The Petrodollar in Crisis: End of an Empire or Simple Mutation?
By Gabriel Arès · April 7, 2026 · 10 min read
In 1974, the agreement between Nixon and Saudi Arabia made the dollar the primary currency for global oil trade. Fifty-two years later, this system shows serious weaknesses. In 2025-2026, the dollar’s share of global reserves continues to decline. Saudi Arabia and the United Arab Emirates now accept payments in yuan, euros, and digital currencies for their oil. We are entering a period of multipolarity where the petrodollar is no longer the undisputed anchor of the global economy.
This second part examines the signs of decline, the consequences for the United States, BRICS+ de-dollarization strategies, and the implications for the global economy.
Concrete Signs of Decline in 2026
Petrodollar recycling — the practice of investing oil surpluses in U.S. Treasury bonds — is losing its importance. Gulf countries, under plans like Vision 2030, are spending more locally and investing less in the United States.
IMF data confirms this trend: the dollar’s share of foreign exchange reserves has declined steadily in recent years, benefiting the Chinese renminbi and other currencies. Is Saudi Arabia gradually abandoning the dollar for oil? The answer is partly yes. Riyadh is now signing contracts in yuan on the Shanghai exchange, marking the emergence of the petroyuan.
What Does Losing the Petrodollar Mean for the United States?
The gradual loss of the petrodollar would have major consequences for U.S. economic power. This system has long allowed the United States to finance its deficits at low cost thanks to strong global demand for dollars.
Without this mechanism, several important effects could emerge:
- A decline in demand for U.S. Treasury bonds, which would raise interest rates and make financing public debt more expensive.
- A weakening of the U.S. dollar, which would increase import prices and could trigger inflation.
- A reduction of the “exorbitant privilege” that allows the United States to consume more than it produces without immediate consequences.
- A loss of geopolitical leverage, as dollar-based economic sanctions would become less effective.
In the long term, this could force the United States to reduce spending or raise taxes, and diminish its influence on the international stage. However, this decline would likely be gradual rather than abrupt.
De-dollarization in Motion: The Role of BRICS and the Petroyuan
The BRICS+ (now including Saudi Arabia, the UAE, Iran, and Egypt) are at the heart of this transition. The group’s expansion and the use of local currencies are accelerating the shift in the global economic order.
Concrete tools such as the mBridge platform, China’s CIPS system, and digital currency tests show that de-dollarization is advancing. Saudi Arabia joined mBridge in 2024. Oil contracts between China and the Gulf are already denominated in yuan. This operational reality undermines the three pillars of the petrodollar: pricing, settlement, and recycling.

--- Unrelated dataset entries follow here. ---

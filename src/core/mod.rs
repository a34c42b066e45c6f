//! Core allocation logic.
//!
//! This module contains:
//! - Safety: The safety checker (safe-sequence search)
//! - Adjudicator: Tentative apply, check, commit or roll back
//! - Bank: A session holding the current state across requests
//! - Scenario: Scripted request sequences loaded from YAML
//! - Vector: Element-wise resource arithmetic

pub mod adjudicator;
pub mod bank;
pub mod safety;
pub mod scenario;
pub mod vector;

// Re-export commonly used types
pub use adjudicator::adjudicate;
pub use bank::{default_resource_names, Bank};
pub use safety::check_safety;
pub use scenario::{Scenario, ScenarioStep, StepReport};
//! Validation and invariant errors for allocator state.
//!
//! Policy outcomes (a request that must wait or would deadlock) are not
//! errors; they are reported through [`Reason`](super::outcome::Reason).

use thiserror::Error;

/// Errors raised when a snapshot or request is malformed
#[derive(Debug, Clone, PartialEq, Eq, Error)]
pub enum AllocError {
    #[error("At least one resource type is required")]
    NoResources,

    #[error("{matrix} has {actual} rows, expected {expected}")]
    RowCount {
        matrix: &'static str,
        expected: usize,
        actual: usize,
    },

    #[error("{matrix} row for process {process} has {actual} entries, expected {expected}")]
    RowLength {
        matrix: &'static str,
        process: usize,
        expected: usize,
        actual: usize,
    },

    #[error(
        "Allocation exceeds maximum for process {process}, resource {resource}: {allocation} > {maximum}"
    )]
    AllocationExceedsMaximum {
        process: usize,
        resource: usize,
        allocation: u32,
        maximum: u32,
    },

    #[error("Total supply of resource {resource} does not fit in 32 bits")]
    TotalOverflow { resource: usize },

    #[error("Process {process} is out of range (process count is {process_count})")]
    ProcessOutOfRange { process: usize, process_count: usize },

    #[error("Request has {actual} entries, expected {expected}")]
    RequestLength { expected: usize, actual: usize },

    #[error("Snapshot invariant violated: {detail}")]
    InvariantViolation { detail: String },
}
//! banksafe - Deadlock-avoidance resource allocator
//!
//! Implements the Banker's algorithm for a fixed set of processes sharing
//! a fixed set of reusable resource types.
//!
//! # Architecture
//!
//! The core is two pure functions over an explicit state value:
//! - `check_safety` searches for an order in which every process can finish
//! - `adjudicate` applies a request to a copy of the state and commits it
//!   only if the copy is still safe
//!
//! # Modules
//!
//! - `core`: Safety checker, adjudicator, bank session, scenarios
//! - `domain`: Data structures (SystemSnapshot, results, errors)
//! - `config`: Initial state from YAML
//! - `cli`: Command-line interface
//!
//! # Usage
//!
//! ```bash
//! # Check the configured state
//! banksafe check
//!
//! # Ask for [1, 0, 2] on behalf of P1
//! banksafe request 1 1 0 2
//!
//! # Replay a scenario
//! banksafe simulate scenarios/classic.yaml
//! ```

pub mod cli;
pub mod config;
pub mod core;
pub mod domain;

// Re-export main types at crate root for convenience
pub use crate::core::{adjudicate, check_safety, Bank, Scenario};
pub use domain::{AdjudicationResult, AllocError, Reason, SafetyResult, SystemSnapshot};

Predictions for the Future (2027-2030)
The petrodollar is likely to evolve gradually rather than disappear suddenly. The most probable scenario is a controlled transition toward a multipolar system where the dollar coexists with the yuan and other digital currencies.
Three main trends are emerging:
- The dollar will remain the world’s primary currency, but will gradually lose ground to the Chinese renminbi.
- The green energy transition will accelerate the decline, as global oil demand decreases.
- BRICS+ will continue developing alternative payment tools, further reinforcing de-dollarization.
Key Takeaways
The petrodollar will not disappear overnight, but it is evolving toward a multipolar system in which several currencies will coexist. This transition marks the end of a monopoly that lasted more than fifty years and the emergence of a more balanced, but also more complex and potentially more unstable economic order.
For the global economy, this means a gradual redistribution of monetary power and a reassessment of the mechanisms that have sustained American dominance since 1974.
Sources: Choyleva, D. (2025). Petrodollar to digital yuan. Asia Society Policy Institute; Hasan, M. A. (2026). The BRICS Challenge to the US dollar. Masaryk University; International Monetary Fund (2024). Dollar dominance in the international reserve system; Norrlöf, C. (2024). The decline and fall of the petrodollar? Project Syndicate; Saaida, M. (2024). BRICS Plus: De-dollarization and global power shifts. BRICS Journal of Economics; Siddiqui, K. (2026). United States strategy in an era of petrodollar decline. The World Financial Review.